-- TASK BRIEF --
Output exactly the lines below, starting with the line that has "with this name" and going on through the line that has "usize, rest: Vec<String>", both included, and no other lines.

---------- INFORMATION SUPPLIED ----------

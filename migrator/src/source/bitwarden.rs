//! Bitwarden CLI adapter
//!
//! Runs `bw` as a child process for every call. The session key is handed
//! over in the `BW_SESSION` environment variable so it never shows up in the
//! process list.

use std::path::{Path, PathBuf};
use std::process::{Command, Output};

use serde::de::DeserializeOwned;
use tracing::debug;
use vaultport_shared::models::{SourceFolder, SourceItem};
use zeroize::Zeroizing;

use super::VaultSource;
use crate::error::{SourceError, SourceResult};

/// Used when neither the command line nor the config names a binary
pub const DEFAULT_BW_PATH: &str = "bw";

const SESSION_ENV: &str = "BW_SESSION";

/// Locate the `bw` executable.
///
/// Bare names are looked up on `PATH`; anything with a path separator must
/// point at an executable file.
pub fn resolve_bw_path(configured: &str) -> SourceResult<PathBuf> {
    which::which(configured).map_err(|_| SourceError::CliNotFound {
        path: configured.to_string(),
    })
}

/// `bw` command line client bound to an unlocked session
pub struct BitwardenCli {
    bw_path: PathBuf,
    session: Zeroizing<String>,
}

impl BitwardenCli {
    pub fn new<P: Into<PathBuf>>(bw_path: P, session: Zeroizing<String>) -> Self {
        Self {
            bw_path: bw_path.into(),
            session,
        }
    }

    pub fn bw_path(&self) -> &Path {
        &self.bw_path
    }

    fn command(&self, args: &[&str]) -> Command {
        let mut command = Command::new(&self.bw_path);
        command
            .args(args)
            .arg("--nointeraction")
            .env(SESSION_ENV, self.session.as_str());
        command
    }

    fn run(&self, args: &[&str]) -> SourceResult<Vec<u8>> {
        let command_line = format!("bw {}", args.join(" "));
        debug!("Running `{}`", command_line);

        let Output {
            status,
            stdout,
            stderr,
        } = self.command(args).output().map_err(|e| match e.kind() {
            std::io::ErrorKind::NotFound => SourceError::CliNotFound {
                path: self.bw_path.display().to_string(),
            },
            _ => SourceError::Spawn {
                command: command_line.clone(),
                message: e.to_string(),
            },
        })?;

        if !status.success() {
            return Err(SourceError::CommandFailed {
                command: command_line,
                status: status.to_string(),
                stderr: String::from_utf8_lossy(&stderr).trim().to_string(),
            });
        }

        Ok(stdout)
    }

    fn list<T: DeserializeOwned>(&self, object: &str) -> SourceResult<Vec<T>> {
        let stdout = self.run(&["list", object])?;
        serde_json::from_slice(&stdout).map_err(|source| SourceError::Parse {
            command: format!("bw list {object}"),
            source,
        })
    }
}

impl VaultSource for BitwardenCli {
    fn list_folders(&self) -> SourceResult<Vec<SourceFolder>> {
        self.list("folders")
    }

    fn list_items(&self) -> SourceResult<Vec<SourceItem>> {
        self.list("items")
    }

    fn attachment_bytes(&self, attachment_id: &str, item_id: &str) -> SourceResult<Vec<u8>> {
        self.run(&["get", "attachment", attachment_id, "--raw", "--itemid", item_id])
    }
}

impl std::fmt::Debug for BitwardenCli {
    fn fmt(&self, f: &mut std::fmt::Formatter<'_>) -> std::fmt::Result {
        f.debug_struct("BitwardenCli")
            .field("bw_path", &self.bw_path)
            .field("session", &"[REDACTED]")
            .finish()
    }
}

#[cfg(test)]
mod tests {
    use super::*;
    use assert_matches::assert_matches;
    use std::ffi::OsStr;

    fn cli(path: &Path) -> BitwardenCli {
        BitwardenCli::new(path, Zeroizing::new("session-key".to_string()))
    }

    #[test]
    fn test_session_passed_in_environment() {
        let cli = cli(Path::new("bw"));
        let command = cli.command(&["list", "items"]);

        let args: Vec<&OsStr> = command.get_args().collect();
        assert_eq!(args, vec!["list", "items", "--nointeraction"]);

        let session = command
            .get_envs()
            .find(|(key, _)| *key == SESSION_ENV)
            .and_then(|(_, value)| value);
        assert_eq!(session, Some(OsStr::new("session-key")));
    }

    #[test]
    fn test_debug_hides_session() {
        let cli = cli(Path::new("bw"));
        assert!(!format!("{cli:?}").contains("session-key"));
    }

    #[test]
    fn test_missing_binary() {
        let dir = tempfile::tempdir().unwrap();
        let cli = cli(&dir.path().join("no-such-bw"));
        assert_matches!(cli.list_folders(), Err(SourceError::CliNotFound { .. }));
    }

    #[test]
    fn test_resolve_missing_path() {
        let dir = tempfile::tempdir().unwrap();
        let missing = dir.path().join("bw");
        assert_matches!(
            resolve_bw_path(&missing.to_string_lossy()),
            Err(SourceError::CliNotFound { .. })
        );
    }

    #[cfg(unix)]
    mod fake_cli {
        use super::*;
        use std::io::Write;
        use std::os::unix::fs::PermissionsExt;

        /// Write an executable shell script standing in for `bw`
        fn fake_bw(dir: &Path, body: &str) -> PathBuf {
            let path = dir.join("bw");
            let mut file = std::fs::File::create(&path).unwrap();
            writeln!(file, "#!/bin/sh\n{body}").unwrap();
            drop(file);
            std::fs::set_permissions(&path, std::fs::Permissions::from_mode(0o755)).unwrap();
            path
        }

        #[test]
        fn test_list_folders_parses_output() {
            let dir = tempfile::tempdir().unwrap();
            let bw = fake_bw(
                dir.path(),
                r#"echo '[{"object":"folder","id":null,"name":"No Folder"},{"object":"folder","id":"f1","name":"Work"}]'"#,
            );

            let folders = cli(&bw).list_folders().unwrap();
            assert_eq!(folders.len(), 2);
            assert_eq!(folders[1], SourceFolder::new("f1", "Work"));
        }

        #[test]
        fn test_session_reaches_child_process() {
            let dir = tempfile::tempdir().unwrap();
            let bw = fake_bw(dir.path(), r#"printf '%s' "$BW_SESSION""#);

            let bytes = cli(&bw).attachment_bytes("a1", "i1").unwrap();
            assert_eq!(bytes, b"session-key");
        }

        #[test]
        fn test_non_zero_exit() {
            let dir = tempfile::tempdir().unwrap();
            let bw = fake_bw(dir.path(), "echo 'You are not logged in.' >&2\nexit 1");

            assert_matches!(
                cli(&bw).list_items(),
                Err(SourceError::CommandFailed { command, stderr, .. })
                    if command == "bw list items" && stderr == "You are not logged in."
            );
        }

        #[test]
        fn test_invalid_json() {
            let dir = tempfile::tempdir().unwrap();
            let bw = fake_bw(dir.path(), "echo 'not json'");

            assert_matches!(cli(&bw).list_items(), Err(SourceError::Parse { .. }));
        }

        #[test]
        fn test_resolve_executable_path() {
            let dir = tempfile::tempdir().unwrap();
            let bw = fake_bw(dir.path(), "exit 0");

            let resolved = resolve_bw_path(&bw.to_string_lossy()).unwrap();
            assert!(resolved.ends_with("bw"));
        }
    }
}
//! VaultPort Shared Library
//!
//! This crate holds everything in the Bitwarden migration that does not talk
//! to the `bw` command line tool: the source data models, the folder tree
//! builder, the item normalizer and the encrypted vault store the items are
//! written into.
//!
//! # Features
//!
//! - **Source Models**: Serde models of `bw list folders` / `bw list items`
//! - **Folder Tree**: Rebuilds nested groups from `/`-delimited folder names
//! - **Normalizer**: Turns a Bitwarden item into an entry payload
//! - **Vault Store**: Groups and entries persisted as an AES-256 7z archive
//!
//! # Usage
//!
//! ```rust
//! use vaultport_shared::models::{Normalized, SourceItem};
//! use vaultport_shared::normalize::{normalize, ItemPolicy};
//! use vaultport_shared::store::{CompositeKey, MemoryFileProvider, VaultStore};
//!
//! let key = CompositeKey::from_parts("correct horse battery", None).unwrap();
//! let mut store = VaultStore::create_new(MemoryFileProvider::new(), "/vault.7z", key);
//! let root = store.root_group().clone();
//!
//! let item = SourceItem::login("id-1", "Mail", "alice", "hunter2");
//! if let Normalized::Entry(entry) = normalize(&item, ItemPolicy::default()) {
//!     store
//!         .add_entry(&root, &entry.title, &entry.username, &entry.password, None)
//!         .unwrap();
//! }
//! store.save().unwrap();
//! ```

pub mod folders;
pub mod models;
pub mod normalize;
pub mod store;
pub mod utils;

pub use folders::{build_groups, FolderMap, FolderTree, NodeId};
pub use models::{Normalized, NormalizedEntry, SkipReason, SourceFolder, SourceItem};
pub use normalize::{normalize, ItemPolicy};
pub use store::{
    CompositeKey, DesktopFileProvider, FileOperationProvider, MemoryFileProvider, StoreError,
    StoreResult, VaultStore,
};

/// Current library version
pub const VERSION: &str = env!("CARGO_PKG_VERSION");
//! Path splitting and the single placement step of folder insertion
//!
//! Everything here is pure: it looks at a segment list and the names/ids of
//! the current node's children and decides what the tree should do next.
//! The tree itself only applies the decision.

/// Delimiter between path segments in a folder name
pub const FOLDER_DELIMITER: char = '/';

/// Split a raw folder name into path segments.
///
/// Leading and trailing delimiter runs are stripped first. A name made only
/// of delimiters (or an empty name) yields no segments at all.
pub fn split_folder_name(raw: &str) -> Vec<String> {
    let trimmed = raw.trim_matches(FOLDER_DELIMITER);
    if trimmed.is_empty() {
        return Vec::new();
    }

    trimmed
        .split(FOLDER_DELIMITER)
        .map(str::to_string)
        .collect()
}

/// Merge the first two segments back into one compound segment.
///
/// `["a", "b", "c"]` becomes `["a/b", "c"]`. Lists shorter than two
/// segments are returned unchanged.
pub fn fold_segments(segments: &[String]) -> Vec<String> {
    match segments {
        [first, second, rest @ ..] => {
            let mut folded = Vec::with_capacity(rest.len() + 1);
            folded.push(format!("{first}{FOLDER_DELIMITER}{second}"));
            folded.extend(rest.iter().cloned());
            folded
        }
        _ => segments.to_vec(),
    }
}

/// What to do with a folder at the current node
#[derive(Debug, Clone, PartialEq, Eq)]
pub enum Placement {
    /// Nothing left to place
    Skip,
    /// Attach the folder as a new child of the current node with this name
    Attach(String),
    /// Move into the child at this position and continue with `rest`
    Descend { child: usize, rest: Vec<String> },
    /// Stay at the current node and try again with these segments
    Retry(Vec<String>),
}

/// Decide the next placement step.
///
/// `siblings` lists the current node's children as `(name, folder id)` in
/// insertion order; the first child whose name equals the leading segment
/// wins. `new_id` is the id of the folder being inserted.
pub fn plan_insert(
    segments: &[String],
    siblings: &[(&str, Option<&str>)],
    new_id: Option<&str>,
) -> Placement {
    let Some((part, rest)) = segments.split_first() else {
        return Placement::Skip;
    };
    let is_last = rest.is_empty();

    if let Some(child) = siblings.iter().position(|(name, _)| *name == part.as_str()) {
        let (_, child_id) = siblings[child];
        if is_last && child_id != new_id {
            // Same full path, different folder: keep both as siblings
            return Placement::Attach(part.clone());
        }
        return Placement::Descend {
            child,
            rest: rest.to_vec(),
        };
    }

    if is_last {
        Placement::Attach(part.clone())
    } else {
        Placement::Retry(fold_segments(segments))
    }
}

----------

-- ANSWER TO THE PROBLEM --
    /// Attach the folder as a new child of the current node with this name
    Attach(String),
    /// Move into the child at this position and continue with `rest`
    Descend { child: usize, rest: Vec<String> },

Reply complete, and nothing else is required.